[Source data]

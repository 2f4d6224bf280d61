//! Type-safe physical units for link budget calculations
//!
//! This module provides strongly-typed lengths using the `uom` crate to
//! prevent unit confusion errors at compile time. Link geometry mixes
//! millimeters (gap distance, detector size) with nanometers (wavelengths),
//! which is exactly the kind of mixing that benefits from typed units.

use uom::si::f64::*;
use uom::si::length::{centimeter, meter, millimeter, nanometer};

/// Type alias for length measurements with convenient methods
pub type Length = uom::si::f64::Length;

/// Extension trait for length conversions commonly used in link geometry
pub trait LengthExt {
    /// Create length from nanometers (wavelengths)
    fn from_nanometers(nm: f64) -> Self;

    /// Get length in nanometers
    fn as_nanometers(&self) -> f64;

    /// Create length from millimeters (link gaps and detector sizes)
    fn from_millimeters(mm: f64) -> Self;

    /// Get length in millimeters
    fn as_millimeters(&self) -> f64;

    /// Create length from centimeters
    fn from_centimeters(cm: f64) -> Self;

    /// Get length in centimeters
    fn as_centimeters(&self) -> f64;

    /// Create length from meters
    fn from_meters(m: f64) -> Self;

    /// Get length in meters
    fn as_meters(&self) -> f64;
}

impl LengthExt for Length {
    fn from_nanometers(nm: f64) -> Self {
        Length::new::<nanometer>(nm)
    }

    fn as_nanometers(&self) -> f64 {
        self.get::<nanometer>()
    }

    fn from_millimeters(mm: f64) -> Self {
        Length::new::<millimeter>(mm)
    }

    fn as_millimeters(&self) -> f64 {
        self.get::<millimeter>()
    }

    fn from_centimeters(cm: f64) -> Self {
        Length::new::<centimeter>(cm)
    }

    fn as_centimeters(&self) -> f64 {
        self.get::<centimeter>()
    }

    fn from_meters(m: f64) -> Self {
        Length::new::<meter>(m)
    }

    fn as_meters(&self) -> f64 {
        self.get::<meter>()
    }
}

#[cfg(test)]
mod tests {
    use super::*;
    use approx::assert_relative_eq;

    #[test]
    fn test_length_conversions() {
        let gap = Length::from_millimeters(10.0);

        assert_relative_eq!(gap.as_millimeters(), 10.0);
        assert_relative_eq!(gap.as_centimeters(), 1.0);
        assert_relative_eq!(gap.as_meters(), 0.01);
    }

    #[test]
    fn test_wavelength_conversions() {
        let wavelength = Length::from_nanometers(660.0);

        assert_relative_eq!(wavelength.as_nanometers(), 660.0);
        assert_relative_eq!(wavelength.as_meters(), 660.0e-9);
    }
}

- Assignment -
Copy out every line of the data that includes the word "LengthExt".

- Solution for this task -
pub trait LengthExt {
impl LengthExt for Length {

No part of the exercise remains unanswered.